Collected data entries:

········

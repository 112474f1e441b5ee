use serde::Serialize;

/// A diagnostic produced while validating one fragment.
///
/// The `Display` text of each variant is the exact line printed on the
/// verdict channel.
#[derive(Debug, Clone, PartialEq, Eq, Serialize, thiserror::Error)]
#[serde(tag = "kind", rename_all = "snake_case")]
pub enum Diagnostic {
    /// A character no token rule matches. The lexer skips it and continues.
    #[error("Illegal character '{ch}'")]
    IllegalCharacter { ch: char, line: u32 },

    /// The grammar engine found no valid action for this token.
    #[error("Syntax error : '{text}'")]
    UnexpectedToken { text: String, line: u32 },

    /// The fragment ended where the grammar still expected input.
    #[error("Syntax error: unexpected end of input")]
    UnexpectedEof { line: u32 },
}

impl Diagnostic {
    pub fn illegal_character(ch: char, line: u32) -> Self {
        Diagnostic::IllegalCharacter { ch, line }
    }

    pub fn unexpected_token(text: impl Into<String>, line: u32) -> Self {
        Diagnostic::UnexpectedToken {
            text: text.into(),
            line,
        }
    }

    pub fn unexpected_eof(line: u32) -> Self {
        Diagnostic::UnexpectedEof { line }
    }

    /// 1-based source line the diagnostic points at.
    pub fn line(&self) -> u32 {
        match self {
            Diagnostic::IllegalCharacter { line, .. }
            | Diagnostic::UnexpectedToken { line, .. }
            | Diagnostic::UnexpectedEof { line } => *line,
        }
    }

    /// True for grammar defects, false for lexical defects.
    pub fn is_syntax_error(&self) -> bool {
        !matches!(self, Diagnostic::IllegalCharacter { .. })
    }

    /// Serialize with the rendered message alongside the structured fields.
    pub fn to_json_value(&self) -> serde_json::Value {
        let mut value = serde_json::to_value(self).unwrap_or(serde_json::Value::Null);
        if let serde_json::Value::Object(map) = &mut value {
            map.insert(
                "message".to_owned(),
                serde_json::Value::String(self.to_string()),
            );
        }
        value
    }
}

········

Directions for this task: Where does the string "message" appear in the records? Copy every line that holds it.

Output of the exercise:
    /// Serialize with the rendered message alongside the structured fields.
                "message".to_owned(),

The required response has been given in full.